** Goal of the exercise **
Find and copy the lines in the records beneath this task that contain the word "relay".

Segment Start: Source data

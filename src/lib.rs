//! courier library — peer channel subsystem for a two-party messenger.
//!
//! The pure protocol machines (`session`, `call`, `chunk`, `codec`) carry
//! no I/O; `manager` drives them from one event loop per local user, and
//! `relay` holds the signaling relay's routing state. Binary targets and
//! integration tests build on these modules.

pub mod call;
pub mod candidate_filter;
pub mod chunk;
pub mod codec;
pub mod control;
pub mod key_directory;
pub mod key_store;
pub mod manager;
pub mod message;
pub mod relay;
pub mod session;
pub mod transport;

Segment End: Source data

** Output below **
//! `relay` holds the signaling relay's routing state. Binary targets and
pub mod relay;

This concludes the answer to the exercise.